// agentd - Hook Tool Server
// Copyright 2026 Joseph Stone - All Rights Reserved
//
// Owns the agent's unix socket. Each connection carries exactly one
// call, is served on its own thread, and gets exactly one reply
// (unless the call itself cannot be decoded, then it is just dropped).
// No timeouts: a command that never returns keeps only its own thread.

use crate::cmd::{self, Context};
use crate::registry::Registry;
use crate::wire::{
    self, Call, Reply, Request, Response, BAD_REQUEST, HOOK_TOOL_METHOD, MAX_MESSAGE_BYTES, METHOD_NOT_FOUND,
};
use std::fs;
use std::io::{self, BufReader};
use std::os::unix::net::{UnixListener, UnixStream};
use std::panic::{self, AssertUnwindSafe};
use std::path::{Path, PathBuf};
use std::sync::atomic::{AtomicBool, Ordering};
use std::sync::{Arc, Condvar, Mutex, MutexGuard, PoisonError};
use std::thread::{self, JoinHandle};
use std::time::Duration;

const CLOSE_POLL: Duration = Duration::from_millis(100);

/// Room left in a message for the JSON-RPC envelope around a Response.
const ENVELOPE_BYTES: u64 = 1024;

#[derive(Default)]
struct RunState {
    running: bool,
    finished: bool,
}

/// Hook-tool server bound to one socket path.
pub struct Server {
    socket_path: PathBuf,
    listener: UnixListener,
    registry: Arc<dyn Registry>,
    closing: AtomicBool,
    state: Mutex<RunState>,
    done: Condvar,
}

impl Server {
    /// Bind `socket_path`. Fails if another server is live on it.
    pub fn new<R: Registry + 'static>(registry: R, socket_path: impl AsRef<Path>) -> io::Result<Self> {
        Self::with_registry(Arc::new(registry), socket_path)
    }

    pub fn with_registry(registry: Arc<dyn Registry>, socket_path: impl AsRef<Path>) -> io::Result<Self> {
        let socket_path = socket_path.as_ref().to_path_buf();
        let listener = bind_listener(&socket_path)?;
        log::info!("hook tool server listening on {}", socket_path.display());
        Ok(Self {
            socket_path,
            listener,
            registry,
            closing: AtomicBool::new(false),
            state: Mutex::new(RunState::default()),
            done: Condvar::new(),
        })
    }

    pub fn socket_path(&self) -> &Path {
        &self.socket_path
    }

    fn state(&self) -> MutexGuard<'_, RunState> {
        self.state.lock().unwrap_or_else(PoisonError::into_inner)
    }

    /// Accept connections until `close` is called.
    ///
    /// On close the socket is unlinked and connections still queued are
    /// dropped unanswered, then in-flight connections are waited for.
    pub fn run(&self) -> io::Result<()> {
        {
            let mut state = self.state();
            if state.running {
                return Err(io::Error::other("server already running"));
            }
            if self.closing.load(Ordering::SeqCst) {
                return Ok(());
            }
            state.running = true;
        }

        let mut workers: Vec<JoinHandle<()>> = Vec::new();
        let mut result = Ok(());
        for stream in self.listener.incoming() {
            if self.closing.load(Ordering::SeqCst) {
                break;
            }
            match stream {
                Ok(stream) => {
                    let registry = Arc::clone(&self.registry);
                    let spawned = thread::Builder::new()
                        .name("hook-tool-conn".to_string())
                        .spawn(move || serve_conn(stream, registry.as_ref()));
                    match spawned {
                        Ok(handle) => workers.push(handle),
                        Err(e) => log::warn!("cannot spawn connection thread: {}", e),
                    }
                    reap(&mut workers);
                }
                Err(e) => {
                    if !self.closing.load(Ordering::SeqCst) {
                        log::error!("accept on {} failed: {}", self.socket_path.display(), e);
                        result = Err(e);
                    }
                    break;
                }
            }
        }

        if self.closing.load(Ordering::SeqCst) {
            // Unlink before draining: after this no client can queue up.
            if let Err(e) = remove_socket_if_exists(&self.socket_path) {
                log::warn!("cannot remove {}: {}", self.socket_path.display(), e);
            }
            self.drain_backlog();
        }

        for handle in workers {
            let _ = handle.join();
        }

        let mut state = self.state();
        state.finished = true;
        self.done.notify_all();
        result
    }

    /// Stop accepting, unlink the socket, and wait for `run` to drain.
    pub fn close(&self) {
        if self.closing.swap(true, Ordering::SeqCst) {
            return;
        }
        let mut state = self.state();
        while state.running && !state.finished {
            drop(state);
            // Wake the blocking accept; it sees `closing` and stops.
            let _ = UnixStream::connect(&self.socket_path);
            state = self.state();
            if state.finished {
                break;
            }
            state = self
                .done
                .wait_timeout(state, CLOSE_POLL)
                .unwrap_or_else(PoisonError::into_inner)
                .0;
        }
        drop(state);
        if let Err(e) = remove_socket_if_exists(&self.socket_path) {
            log::warn!("cannot remove {}: {}", self.socket_path.display(), e);
        }
        log::info!("hook tool server on {} closed", self.socket_path.display());
    }

    fn drain_backlog(&self) {
        if let Err(e) = self.listener.set_nonblocking(true) {
            log::warn!("cannot drain {}: {}", self.socket_path.display(), e);
            return;
        }
        let mut dropped = 0;
        while let Ok((stream, _)) = self.listener.accept() {
            drop(stream);
            dropped += 1;
        }
        if dropped > 0 {
            log::debug!("dropped {} queued connections on close", dropped);
        }
    }
}

impl Drop for Server {
    fn drop(&mut self) {
        if !self.closing.swap(true, Ordering::SeqCst) {
            let _ = remove_socket_if_exists(&self.socket_path);
        }
    }
}

fn reap(workers: &mut Vec<JoinHandle<()>>) {
    let (done, live): (Vec<_>, Vec<_>) = workers.drain(..).partition(|h| h.is_finished());
    for handle in done {
        let _ = handle.join();
    }
    *workers = live;
}

/// Bind, replacing a stale socket file but never a live server.
fn bind_listener(socket_path: &Path) -> io::Result<UnixListener> {
    match UnixListener::bind(socket_path) {
        Ok(listener) => Ok(listener),
        Err(bind_error) if bind_error.kind() == io::ErrorKind::AddrInUse => {
            if UnixStream::connect(socket_path).is_ok() {
                return Err(io::Error::new(
                    io::ErrorKind::AddrInUse,
                    format!("hook tool server already running at {}", socket_path.display()),
                ));
            }
            log::warn!("removing stale socket {}", socket_path.display());
            remove_socket_if_exists(socket_path)?;
            UnixListener::bind(socket_path)
        }
        Err(bind_error) => Err(bind_error),
    }
}

fn remove_socket_if_exists(socket_path: &Path) -> io::Result<()> {
    match fs::remove_file(socket_path) {
        Ok(()) => Ok(()),
        Err(e) if e.kind() == io::ErrorKind::NotFound => Ok(()),
        Err(e) => Err(e),
    }
}

fn serve_conn(mut stream: UnixStream, registry: &dyn Registry) {
    let call: Call = {
        let reader = match stream.try_clone() {
            Ok(s) => s,
            Err(e) => {
                log::warn!("cannot clone connection: {}", e);
                return;
            }
        };
        match wire::read_message(&mut BufReader::new(reader)) {
            Ok(Some(call)) => call,
            // Connection woken by close(), or a client that gave up.
            Ok(None) => return,
            Err(e) => {
                log::warn!("dropping connection, undecodable call: {}", e);
                return;
            }
        }
    };

    let reply = if call.method == HOOK_TOOL_METHOD {
        log::debug!(
            "call {} in context {:?} args {:?}",
            call.params.command_name,
            call.params.context_id,
            call.params.args
        );
        match execute(registry, &call.params) {
            Ok(response) => Reply::result(call.id, response),
            Err(message) => {
                log::debug!("rejected: {}", message);
                Reply::error(call.id, BAD_REQUEST, message)
            }
        }
    } else {
        Reply::error(call.id, METHOD_NOT_FOUND, format!("unknown method: {}", call.method))
    };

    if let Err(e) = wire::write_message(&mut stream, &reply) {
        log::warn!("cannot send reply: {}", e);
    }
}

/// Resolve and run one request. `Err` carries the `bad request: ...` text.
pub fn execute(registry: &dyn Registry, req: &Request) -> Result<Response, String> {
    if req.command_name.is_empty() {
        return Err("bad request: command not specified".to_string());
    }
    if !req.dir.is_absolute() {
        return Err("bad request: dir is not absolute".to_string());
    }
    let mut command = registry
        .resolve(&req.context_id, &req.command_name)
        .map_err(|e| format!("bad request: {:#}", e))?;

    let mut stdout = Vec::new();
    let mut stderr = Vec::new();
    let outcome = {
        let mut ctx = Context::new(&req.dir, &mut stdout, &mut stderr);
        panic::catch_unwind(AssertUnwindSafe(|| cmd::main(command.as_mut(), &mut ctx, &req.args)))
    };
    let code = match outcome {
        Ok(code) => code,
        Err(_) => {
            log::error!("hook tool {} panicked", req.command_name);
            stderr.extend_from_slice(b"error: command panicked\n");
            1
        }
    };
    let response = Response {
        code,
        stdout: String::from_utf8_lossy(&stdout).into_owned(),
        stderr: String::from_utf8_lossy(&stderr).into_owned(),
    };
    Ok(cap_response(response, MAX_MESSAGE_BYTES - ENVELOPE_BYTES))
}

/// Replace a response whose encoding exceeds `limit` bytes with a
/// failure the client can still read.
fn cap_response(response: Response, limit: u64) -> Response {
    let size = match serde_json::to_vec(&response) {
        Ok(encoded) => encoded.len() as u64,
        Err(_) => return response,
    };
    if size <= limit {
        return response;
    }
    log::warn!("hook tool output of {} bytes exceeds the {} byte limit", size, limit);
    Response {
        code: 1,
        stdout: String::new(),
        stderr: format!("error: output too large: {} bytes exceeds {} byte limit\n", size, limit),
    }
}

// ============================================================================
// TESTS
// ============================================================================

================================

Prompt:
Everything from the line containing "Err(_) => return" to the bottom of the listing is to be set down exactly; leave out all other lines.

Response to the task:
        Err(_) => return response,
    };
    if size <= limit {
        return response;
    }
    log::warn!("hook tool output of {} bytes exceeds the {} byte limit", size, limit);
    Response {
        code: 1,
        stdout: String::new(),
        stderr: format!("error: output too large: {} bytes exceeds {} byte limit\n", size, limit),
    }
}

// ============================================================================
// TESTS
// ============================================================================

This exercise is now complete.